Hmmm. This seems far less subtle than the ways women are encouraged to strive for the ideal. ‘“A mere six-pack doesn’t cut it in Hollywood anymore. Today’s male stars need 5 percent body fat, massive pecs, and the much-coveted inguinal crease – regardless of what it takes to get there.”‘…imagine the outrage if an issue of women’s health did the same kind of thing in regards to the feminine ideal? Ugh! Hopefully since it’s so blatant it might be easier for men to realize that it’s an ideal and not necessarily a realistic one…
Yuk! promise I will never judge any man on his inguinal lack or presence. I’d rather not even hear about that obsession. Too sad if we have come this far and have gone backwards.
I had no clue about this, to be honest. I guess I just thought that the guys in the gym “going for this” were naturally thin, male models or bodybuilders. It never occurred to me that younger men in general might be under the same or similar pressure as women to become thin to the point of being unhealthy (which even with women I’ve only really learned from this site and then more by talking to women about it.) This could become quite problematic, as men have a strong tendency to get militaristic, aggressive with others, very judgmental and very vocal about things when under pressure to conform, in my opinion, even more so than women. Fortunately, they also have the ability to say: “f$^k that” and “who gives a sh*t?”, quite easily, at the end of the day. 🙂
Meh….I’d rather carry a few extra pounds of fat on me to make sure my (very important) internal organs are protected when training and racing.
Yuck! I do not like the look of this at all! Sure, what woman isn’t attracted to a healthy looking man? But I stress HEALTHY! Having body fat is not only good for those internal organs, but for the brain and protecting the spinal cord etc. Health people! Health!
The V has been attractive to women of my acquaintance for years (which I say to emphasize that it’s not just some new, made-up trend like Men’s Health’s journalism suggests), and in my experience it’s substantially easier to maintain than the six-pack (a man really doesn’t need low body fat to have some nice definition for the V; he just needs to avoid having high body fat). So men who were already working towards the six-pack will get this on the way. Men who didn’t care before don’t have some new, harder standard; they actually have a new goal which is probably easier. As we can see from the picture at the end of the post: he has no six-pack, but he definitely has the V.
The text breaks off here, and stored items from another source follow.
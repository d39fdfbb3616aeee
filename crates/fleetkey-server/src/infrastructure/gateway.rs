//! ControlGateway: WebSocket listener for control clients.
//!
//! Each control client (a browser panel or any WebSocket client) gets its
//! own session task that:
//!
//! 1. Completes the WebSocket upgrade.
//! 2. Pushes the current device list immediately.
//! 3. Loops over two event sources with `tokio::select!`:
//!    - registry change notifications → push the refreshed device list;
//!    - inbound frames → parse JSON into a command and dispatch it.
//!
//! A malformed frame earns that client an error push and nothing else: the
//! session stays open and later well-formed commands work normally. Closing
//! a control session never touches in-flight device sends — those belong to
//! the router future, which is awaited before the next frame is read.

use std::net::SocketAddr;
use std::sync::{
    atomic::{AtomicBool, Ordering},
    Arc,
};
use std::time::Duration;

use anyhow::Context;
use futures_util::{Sink, SinkExt, StreamExt};
use tokio::net::{TcpListener, TcpStream};
use tokio::time::timeout;
use tokio_tungstenite::{accept_async, tungstenite::Message as WsMessage};
use tracing::{debug, error, info, warn};

use fleetkey_core::{ControlPush, ControlRequest};

use crate::application::registry::SessionRegistry;
use crate::application::router::{Command, CommandRouter, CommandTarget, RoutingResult};
use crate::domain::config::ServerConfig;

// ── Public API ────────────────────────────────────────────────────────────────

/// Binds the control-plane listener and runs the accept loop until
/// `running` is cleared.
///
/// # Errors
///
/// Returns an error if the listener cannot be bound; the caller treats that
/// as fatal (a control plane nobody can reach is not a server).
pub async fn run_gateway(
    config: &ServerConfig,
    registry: Arc<SessionRegistry>,
    router: Arc<CommandRouter>,
    running: Arc<AtomicBool>,
) -> anyhow::Result<()> {
    let listener = TcpListener::bind(config.control_bind_addr)
        .await
        .with_context(|| {
            format!(
                "failed to bind control listener on {}",
                config.control_bind_addr
            )
        })?;

    info!("control gateway listening on {}", config.control_bind_addr);
    run_gateway_on(listener, registry, router, running).await;
    Ok(())
}

/// Accept loop over an already-bound listener.
///
/// Split out from [`run_gateway`] so tests can bind port 0 themselves and
/// learn the ephemeral port before connecting.
pub async fn run_gateway_on(
    listener: TcpListener,
    registry: Arc<SessionRegistry>,
    router: Arc<CommandRouter>,
    running: Arc<AtomicBool>,
) {
    loop {
        if !running.load(Ordering::Relaxed) {
            info!("shutdown flag set; stopping control accept loop");
            break;
        }

        // Short accept timeout so the shutdown flag is checked even when no
        // clients are connecting.
        match timeout(Duration::from_millis(200), listener.accept()).await {
            Ok(Ok((stream, peer_addr))) => {
                info!("control client connected from {peer_addr}");
                let registry = Arc::clone(&registry);
                let router = Arc::clone(&router);
                tokio::spawn(async move {
                    handle_control_session(stream, peer_addr, registry, router).await;
                });
            }
            Ok(Err(e)) => {
                // Transient accept error; keep serving other clients.
                error!("control accept error: {e}");
            }
            Err(_) => {
                // No connection attempt in the last 200 ms.
            }
        }
    }
}

// ── Per-client session ────────────────────────────────────────────────────────

/// Wraps [`run_control_session`] so errors are logged once per session.
async fn handle_control_session(
    stream: TcpStream,
    peer_addr: SocketAddr,
    registry: Arc<SessionRegistry>,
    router: Arc<CommandRouter>,
) {
    match run_control_session(stream, peer_addr, registry, router).await {
        Ok(()) => info!("control session {peer_addr} closed"),
        Err(e) => warn!("control session {peer_addr} closed with error: {e:#}"),
    }
}

async fn run_control_session(
    stream: TcpStream,
    peer_addr: SocketAddr,
    registry: Arc<SessionRegistry>,
    router: Arc<CommandRouter>,
) -> anyhow::Result<()> {
    let ws_stream = accept_async(stream)
        .await
        .with_context(|| format!("websocket handshake failed with {peer_addr}"))?;

    let (mut ws_tx, mut ws_rx) = ws_stream.split();
    let mut devices_rx = registry.subscribe();

    // Every client starts with a full device list. Taking the snapshot via
    // borrow_and_update also clears the change flag, so a registry change
    // landing between subscribe and this push is not delivered twice or
    // swallowed.
    let initial = ControlPush::Devices {
        devices: devices_rx.borrow_and_update().clone(),
    };
    send_push(&mut ws_tx, &initial).await?;

    loop {
        tokio::select! {
            changed = devices_rx.changed() => {
                if changed.is_err() {
                    // Registry dropped; the server is shutting down.
                    break;
                }
                let push = ControlPush::Devices {
                    devices: devices_rx.borrow_and_update().clone(),
                };
                send_push(&mut ws_tx, &push).await?;
            }

            frame = ws_rx.next() => {
                let msg = match frame {
                    Some(Ok(msg)) => msg,
                    Some(Err(e)) => {
                        debug!("control session {peer_addr}: read error: {e}");
                        break;
                    }
                    None => break,
                };

                match msg {
                    WsMessage::Text(json) => {
                        let request: ControlRequest = match serde_json::from_str(&json) {
                            Ok(r) => r,
                            Err(e) => {
                                // One bad frame must not cost the client its
                                // session.
                                warn!("control session {peer_addr}: bad command: {e}");
                                let push = ControlPush::Error {
                                    message: format!("bad command: {e}"),
                                };
                                send_push(&mut ws_tx, &push).await?;
                                continue;
                            }
                        };

                        debug!(
                            "control session {peer_addr}: {} request",
                            request_type_name(&request)
                        );

                        handle_request(request, &registry, &router, &mut ws_tx, peer_addr)
                            .await?;
                    }

                    WsMessage::Binary(_) => {
                        // The control plane is JSON-only; tell the client
                        // rather than dropping the frame silently.
                        warn!("control session {peer_addr}: binary frame rejected");
                        let push = ControlPush::Error {
                            message: "bad command: binary frames are not supported".to_string(),
                        };
                        send_push(&mut ws_tx, &push).await?;
                    }

                    WsMessage::Ping(_) | WsMessage::Pong(_) | WsMessage::Frame(_) => {}

                    WsMessage::Close(_) => {
                        debug!("control session {peer_addr}: close frame");
                        break;
                    }
                }
            }
        }
    }

    Ok(())
}

/// Executes one parsed request and reports routing problems back to the
/// originating client only.
async fn handle_request(
    request: ControlRequest,
    registry: &Arc<SessionRegistry>,
    router: &Arc<CommandRouter>,
    ws_tx: &mut (impl Sink<WsMessage, Error = tokio_tungstenite::tungstenite::Error> + Unpin),
    peer_addr: SocketAddr,
) -> anyhow::Result<()> {
    let command = match request {
        ControlRequest::GetDevices => {
            let push = ControlPush::Devices {
                devices: registry.list().await,
            };
            return send_push(ws_tx, &push).await;
        }
        ControlRequest::Keyboard {
            device,
            key,
            modifiers,
        } => Command::SendKey {
            target: CommandTarget::parse(&device),
            key,
            modifiers,
        },
        ControlRequest::Text { device, text } => Command::SendText {
            target: CommandTarget::parse(&device),
            text,
        },
    };

    match router.dispatch(command).await {
        Ok(result) => log_dispatch(peer_addr, &result),
        Err(e) => {
            let push = ControlPush::Error {
                message: e.to_string(),
            };
            send_push(ws_tx, &push).await?;
        }
    }

    Ok(())
}

fn log_dispatch(peer_addr: SocketAddr, result: &RoutingResult) {
    let failures = result.failures().count();
    if failures > 0 {
        warn!(
            "control session {peer_addr}: command reached {} device(s), failed on {failures}",
            result.successes().count()
        );
    } else {
        debug!(
            "control session {peer_addr}: command reached {} device(s)",
            result.outcomes.len()
        );
    }
}

async fn send_push(
    ws_tx: &mut (impl Sink<WsMessage, Error = tokio_tungstenite::tungstenite::Error> + Unpin),
    push: &ControlPush,
) -> anyhow::Result<()> {
    let json = serde_json::to_string(push).context("failed to serialize push")?;
    ws_tx
        .send(WsMessage::Text(json))
        .await
        .context("failed to send push to control client")?;
    Ok(())
}

// ── Helper ────────────────────────────────────────────────────────────────────

/// Short type-name string for a request, for log lines.
fn request_type_name(request: &ControlRequest) -> &'static str {
    match request {
        ControlRequest::Keyboard { .. } => "keyboard",
        ControlRequest::Text { .. } => "text",
        ControlRequest::GetDevices => "get_devices",
    }
}

// ── Tests ─────────────────────────────────────────────────────────────────────

#[cfg(test)]
mod tests {
    use super::*;
    use fleetkey_core::ModifierSet;

    #[test]
    fn test_request_type_name_keyboard() {
        let request = ControlRequest::Keyboard {
            device: "broadcast".to_string(),
            key: "ENTER".to_string(),
            modifiers: ModifierSet::default(),
        };
        assert_eq!(request_type_name(&request), "keyboard");
    }

    #[test]
    fn test_request_type_name_text() {
        let request = ControlRequest::Text {
            device: "dev-1".to_string(),
            text: "hi".to_string(),
        };
        assert_eq!(request_type_name(&request), "text");
    }

    #[test]
    fn test_request_type_name_get_devices() {
        assert_eq!(request_type_name(&ControlRequest::GetDevices), "get_devices");
    }
}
As far as athletic performance goes, this is what I’ve heard from fairly serious coaches: in men, 6-7% BF will probably require some performance sacrifices. Around 10% or so? Performance gets a lot better. But having substantial body fat is certainly not an advantage.
Also, I’d like to point out that it’s pretty unkind of the other commenters to say “yuck” to this. No obligation to find any other person’s body attractive, of course, but if we’re wanting to say that fat people shouldn’t hear their bodies talked about as gross or whatever, then certainly neither should lean people.
Agree completely about the body shaming. Body acceptance and respect all round please. Thanks for pointing it out.